A Love Letter to My Son on the Occasion of His 23rd Birth Anniversary
There have been now 23 days in my life, where I am reminded, so completely, that I can create. The creation of you had, for me, many lessons I needed to learn about that most fundamental vital energy of existence - Love - with the big L.
By the time I was the age you are now, my body had been ravaged by disease, a dis-ease of my physical self, that had, every month, from age 13, tried to grow nourishment for a baby in places no baby would ever want to grow.
Endometrial cells can't actually tell if they are in a woman's uterus, or in say, her kidney, or brain, so, every moon, when the hormones kicked in to signal that it was time to lay down some food, they would gratefully do so inside me, in my heart-shaped uterus (…the doctor called it a bicornuate uterus…) but also, all along the surfaces of my intestines, stomach, and fallopian tubes. This unnecessary fetus food grew inside me as an additive, and with every cycle, would grow and grow, like interest in a bank account, except, that the money could never be used, could never be useful. So, this growth pushed against everything else in my abdominal region, and this inner pressure would build, as balls of endometrium called from within, "SEE US, FEEL US"! But no one, no doctor, could translate this cellular cry. And so it continued, for a decade of pain.
After ten years, the endometrial balls grew, at their largest, to the size of a small watermelon. Ironically, I looked as if I was going to have a baby. I kept all the pain inside. My doctor cried on my behalf. I didn’t know that was an option. It was at this point, age 23, where I could no longer stand the agony of this life. Your father put me in the car and drove me to the emergency room. This event reminds me now of so many joyful partners driving their pregnant and in-labor soon-to-be-mothers wildly to the ER, except in our case, there was no baby with all that labor, just a small endometrial watermelon. This was the antithesis of pointless labor, fused with an experience of being tortured from the inside. In the car, the pain crescendoed to the point where I did beg God to end my life. There wasn't too much bargaining that went along with that plea - such pain reduces one to their most basic, animal self. The plea deal with God was this:
“This has to end, so please take my life, the suffering is too great, so just send me a knife, and I will take care of the rest, I am certainly strong enough to do that. And God, you need to know —
life should be better than this.”
It was in that nexus point of surrender, married to a belief in a life free of suffering, that I became the Buddhist I had not yet become. It was a moment of Conversion, of belief in something both greater than myself, and something greater for myself. It was the cracking of the egg, from the inside. And in that cracking, I was born anew. You, my son, would be born, from this insight too. For it followed from there that we discovered what had been going on inside of my body, and its cure - to become pregnant. So, your father and I set to work on that…which is a story for another birthday, or perhaps not.

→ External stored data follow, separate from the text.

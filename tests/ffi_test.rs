//! Integration tests for the C interface conventions.

#![cfg(feature = "ffi")]

use folio::ffi::*;
use std::ffi::{c_char, CStr, CString};
use std::ptr;

/// Error slot that frees its message when read.
struct Slot(*mut c_char);

impl Slot {
    fn new() -> Self {
        Slot(ptr::null_mut())
    }

    fn ptr(&mut self) -> *mut *mut c_char {
        &mut self.0
    }

    fn is_empty(&self) -> bool {
        self.0.is_null()
    }

    fn take(&mut self) -> String {
        assert!(!self.0.is_null(), "expected an error message");
        let message = unsafe { CStr::from_ptr(self.0) }.to_string_lossy().into_owned();
        unsafe { folio_free_string(self.0) };
        self.0 = ptr::null_mut();
        message
    }
}

impl Drop for Slot {
    fn drop(&mut self) {
        if !self.0.is_null() {
            unsafe { folio_free_string(self.0) };
        }
    }
}

fn cstr(s: &str) -> CString {
    CString::new(s).unwrap()
}

unsafe fn new_doc(pages: &[&str], err: &mut Slot) -> u64 {
    let h = folio_document_new(err.ptr());
    assert_ne!(h, 0);
    for text in pages {
        let n = folio_page_add(h, err.ptr());
        let text = cstr(text);
        assert_eq!(folio_page_add_text(h, n as u32, text.as_ptr(), err.ptr()), 0);
    }
    h
}

#[test]
fn test_error_slot_untouched_on_success() {
    let mut err = Slot::new();
    unsafe {
        let h = new_doc(&["hello world"], &mut err);
        assert_eq!(folio_document_page_count(h, err.ptr()), 1);
        assert_eq!(folio_document_word_count(h, err.ptr()), 2);
        assert_eq!(folio_document_character_count(h, err.ptr()), 10);
        assert!(err.is_empty());

        // a stale message is left as is by a successful call
        let sentinel = CString::new("previous").unwrap().into_raw();
        err.0 = sentinel;
        assert_eq!(folio_page_word_count(h, 1, err.ptr()), 2);
        assert_eq!(err.take(), "previous");

        assert_eq!(folio_document_release(h, err.ptr()), 0);
    }
}

#[test]
fn test_released_handle() {
    let mut err = Slot::new();
    unsafe {
        let h = new_doc(&[], &mut err);
        assert_eq!(folio_document_release(h, err.ptr()), 0);

        assert_eq!(folio_document_page_count(h, err.ptr()), -1);
        assert!(err.take().contains("invalid handle"));
        assert_eq!(folio_page_add(h, err.ptr()), -1);
        assert!(err.take().contains("invalid handle"));
        assert!(folio_document_extract_text(h, err.ptr()).is_null());
        assert!(err.take().contains("invalid handle"));
        assert_eq!(folio_document_release(h, err.ptr()), -1);
        assert!(err.take().contains("invalid handle"));
    }
}

#[test]
fn test_memory_round_trip() {
    let mut err = Slot::new();
    unsafe {
        let h = new_doc(&["alpha", "beta"], &mut err);
        let mut buf: *mut u8 = ptr::null_mut();
        let mut len: usize = 0;
        assert_eq!(folio_document_save_memory(h, &mut buf, &mut len, err.ptr()), 0);
        assert!(!buf.is_null());
        assert!(len > 0);

        let copy = folio_document_open_memory(buf, len, err.ptr());
        assert_ne!(copy, 0);
        folio_free_buffer(buf);
        // a second free is ignored
        folio_free_buffer(buf);

        assert_eq!(folio_document_page_count(copy, err.ptr()), 2);
        let text = folio_document_extract_text(copy, err.ptr());
        assert_eq!(CStr::from_ptr(text).to_str().unwrap(), "alpha\n\nbeta");
        folio_free_string(text);
        assert!(err.is_empty());

        folio_document_release(h, err.ptr());
        folio_document_release(copy, err.ptr());
    }
}

#[test]
fn test_export_memory_formats() {
    let mut err = Slot::new();
    unsafe {
        let h = new_doc(&["exported text"], &mut err);
        let mut buf: *mut u8 = ptr::null_mut();
        let mut len: usize = 0;

        let txt = cstr("txt");
        assert_eq!(folio_document_export_memory(h, txt.as_ptr(), &mut buf, &mut len, err.ptr()), 0);
        assert_eq!(std::slice::from_raw_parts(buf, len), b"exported text");
        folio_free_buffer(buf);

        let docx = cstr("docx");
        assert_eq!(folio_document_export_memory(h, docx.as_ptr(), &mut buf, &mut len, err.ptr()), 0);
        let bytes = std::slice::from_raw_parts(buf, len).to_vec();
        folio_free_buffer(buf);
        let zip = zip::ZipArchive::new(std::io::Cursor::new(bytes)).unwrap();
        assert!(zip.file_names().any(|name| name == "word/document.xml"));

        let png = cstr("png");
        assert_eq!(folio_page_export_memory(h, 1, png.as_ptr(), 18, &mut buf, &mut len, err.ptr()), 0);
        let img = image::load_from_memory(std::slice::from_raw_parts(buf, len)).unwrap();
        folio_free_buffer(buf);
        assert_eq!((img.width(), img.height()), (153, 198));

        let svg = cstr("svg");
        assert_eq!(folio_page_export_memory(h, 1, svg.as_ptr(), 0, &mut buf, &mut len, err.ptr()), 0);
        let svg_text = String::from_utf8_lossy(std::slice::from_raw_parts(buf, len)).into_owned();
        assert!(svg_text.contains("<svg"));
        folio_free_buffer(buf);
        assert!(err.is_empty());

        folio_document_release(h, err.ptr());
    }
}

#[test]
fn test_export_memory_failures() {
    let mut err = Slot::new();
    unsafe {
        let h = new_doc(&["x"], &mut err);
        let mut buf: *mut u8 = ptr::null_mut();
        let mut len: usize = 0;

        let bogus = cstr("bogus");
        assert_eq!(folio_document_export_memory(h, bogus.as_ptr(), &mut buf, &mut len, err.ptr()), -1);
        assert!(err.take().contains("Invalid argument"));
        assert!(buf.is_null());

        assert_eq!(folio_document_export_memory(h, ptr::null(), &mut buf, &mut len, err.ptr()), -1);
        assert!(err.take().contains("format is null"));

        let txt = cstr("txt");
        assert_eq!(folio_document_export_memory(h, txt.as_ptr(), ptr::null_mut(), &mut len, err.ptr()), -1);
        assert!(!err.take().is_empty());

        let nup = cstr("n-up");
        assert_eq!(folio_document_export_memory(h, nup.as_ptr(), &mut buf, &mut len, err.ptr()), -1);
        assert!(err.take().contains("grid"));

        let png = cstr("png");
        assert_eq!(folio_page_export_memory(h, 1, png.as_ptr(), 0, &mut buf, &mut len, err.ptr()), -1);
        assert!(!err.take().is_empty());
        assert_eq!(folio_page_export_memory(h, 2, png.as_ptr(), 72, &mut buf, &mut len, err.ptr()), -1);
        assert!(err.take().contains("out of range"));
        assert!(buf.is_null());

        let path = cstr("/unused.docx");
        assert_eq!(folio_document_export(h, bogus.as_ptr(), path.as_ptr(), err.ptr()), -1);
        assert!(err.take().contains("Invalid argument"));

        folio_document_release(h, err.ptr());
    }
}

#[test]
fn test_save_nup_rejects_huge_grid() {
    let dir = tempfile::tempdir().unwrap();
    let path = cstr(dir.path().join("sheets.folio").to_str().unwrap());
    let mut err = Slot::new();
    unsafe {
        let h = new_doc(&["x"], &mut err);
        assert_eq!(folio_document_save_nup(h, path.as_ptr(), 65536, 65536, err.ptr()), -1);
        assert!(err.take().contains("Invalid argument"));
        assert_eq!(folio_document_save_nup(h, path.as_ptr(), 2, 2, err.ptr()), 0);
        assert!(err.is_empty());
        folio_document_release(h, err.ptr());
    }
}

#[test]
fn test_open_failures() {
    let mut err = Slot::new();
    unsafe {
        let garbage = b"not a document";
        assert_eq!(folio_document_open_memory(garbage.as_ptr(), garbage.len(), err.ptr()), 0);
        assert!(!err.take().is_empty());

        let dir = tempfile::tempdir().unwrap();
        let missing = cstr(dir.path().join("missing.folio").to_str().unwrap());
        assert_eq!(folio_document_open(missing.as_ptr(), err.ptr()), 0);
        assert!(err.take().starts_with("I/O error"));
    }
}

#[test]
fn test_save_and_reopen_files() {
    let dir = tempfile::tempdir().unwrap();
    let native = cstr(dir.path().join("doc.folio").to_str().unwrap());
    let docx = cstr(dir.path().join("doc.docx").to_str().unwrap());
    let png = cstr(dir.path().join("page.png").to_str().unwrap());
    let mut err = Slot::new();
    unsafe {
        let h = new_doc(&["saved text"], &mut err);
        assert_eq!(folio_document_save(h, err.ptr()), -1);
        assert!(err.take().contains("save_as"));

        assert_eq!(folio_document_save_as(h, native.as_ptr(), err.ptr()), 0);
        assert_eq!(folio_document_add_page_num(h, err.ptr()), 0);
        assert_eq!(folio_document_save(h, err.ptr()), 0);
        assert_eq!(folio_document_save_docx(h, docx.as_ptr(), err.ptr()), 0);
        assert_eq!(folio_page_to_png(h, 1, 18, png.as_ptr(), err.ptr()), 0);
        assert_eq!(folio_page_to_png(h, 1, 0, png.as_ptr(), err.ptr()), -1);
        assert!(!err.take().is_empty());
        assert!(err.is_empty());

        let reopened = folio_document_open(native.as_ptr(), err.ptr());
        assert_ne!(reopened, 0);
        let text = folio_document_extract_text(reopened, err.ptr());
        assert_eq!(CStr::from_ptr(text).to_str().unwrap(), "saved text\n1");
        folio_free_string(text);

        folio_document_release(h, err.ptr());
        folio_document_release(reopened, err.ptr());
    }
    assert!(std::fs::metadata(dir.path().join("doc.docx")).unwrap().len() > 0);
    let img = image::open(dir.path().join("page.png")).unwrap();
    assert_eq!(img.width(), 153);
}

#[test]
fn test_page_operations() {
    let mut err = Slot::new();
    unsafe {
        let h = new_doc(&["A", "B", "C"], &mut err);
        assert_eq!(folio_page_delete(h, 2, err.ptr()), 0);
        assert_eq!(folio_page_insert(h, 2, err.ptr()), 0);
        assert_eq!(folio_page_is_blank(h, 2, err.ptr()), 1);
        assert_eq!(folio_page_is_blank(h, 1, err.ptr()), 0);
        assert_eq!(folio_document_remove_blank_pages(h, err.ptr()), 1);
        assert_eq!(folio_document_page_count(h, err.ptr()), 2);

        assert_eq!(folio_page_rotate(h, 1, 45, err.ptr()), -1);
        assert!(!err.take().is_empty());
        assert_eq!(folio_page_set_size(h, 1, 99, err.ptr()), -1);
        assert!(!err.take().is_empty());
        assert_eq!(folio_page_set_size(h, 1, 4, err.ptr()), 0);

        assert_eq!(folio_document_set_background(h, 300, 0, 0, err.ptr()), -1);
        assert!(err.take().contains("Invalid argument"));
        assert_eq!(folio_document_set_background(h, 255, 0, 0, err.ptr()), 0);

        let find = cstr("C");
        let replace = cstr("see");
        assert_eq!(folio_document_replace_text(h, find.as_ptr(), replace.as_ptr(), err.ptr()), 1);
        assert_eq!(folio_page_word_count(h, 2, err.ptr()), 1);
        assert_eq!(folio_page_character_count(h, 2, err.ptr()), 3);
        assert!(err.is_empty());
        folio_document_release(h, err.ptr());
    }
}

#[test]
fn test_append_pages() {
    let mut err = Slot::new();
    unsafe {
        let source = new_doc(&["1", "2", "3", "4", "5"], &mut err);
        let dest = new_doc(&[], &mut err);

        let bad = cstr("1,9");
        assert_eq!(folio_document_append_pages(dest, source, bad.as_ptr(), err.ptr()), -1);
        assert!(err.take().contains("range"));
        assert_eq!(folio_document_page_count(dest, err.ptr()), 0);

        let good = cstr("1,3-4");
        assert_eq!(folio_document_append_pages(dest, source, good.as_ptr(), err.ptr()), 0);
        assert_eq!(folio_document_append(dest, source, err.ptr()), 0);
        assert_eq!(folio_document_page_count(dest, err.ptr()), 8);
        assert!(err.is_empty());

        folio_document_release(source, err.ptr());
        folio_document_release(dest, err.ptr());
    }
}

#[test]
fn test_about_is_json() {
    let mut err = Slot::new();
    unsafe {
        let about = folio_about(err.ptr());
        let json: serde_json::Value =
            serde_json::from_str(CStr::from_ptr(about).to_str().unwrap()).unwrap();
        folio_free_string(about);
        assert_eq!(json["product"], "folio");
        assert!(json["islicensed"].is_boolean());

        let missing = cstr("/definitely/not/a/license.json");
        assert_eq!(folio_set_license(missing.as_ptr(), err.ptr()), -1);
        assert!(!err.take().is_empty());
    }
}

For this birthday, Love, dearest Connor reborn as Quinn, I want you to know that you were my cure. Not just from the endometriosis, but from a life of suffering. You were the seed, before conception, of knowing that life should be more. Life should be the thing that makes it worth living. And that we must demand such a life for ourselves, from the aspect of us that can grace us with the knowing that we are far greater than we believe ourselves to be.
I wish you the most amazing life Quinn, filled with laughter, joy, wonder, and the courage to be the unique fractal of Love that was created to end my suffering.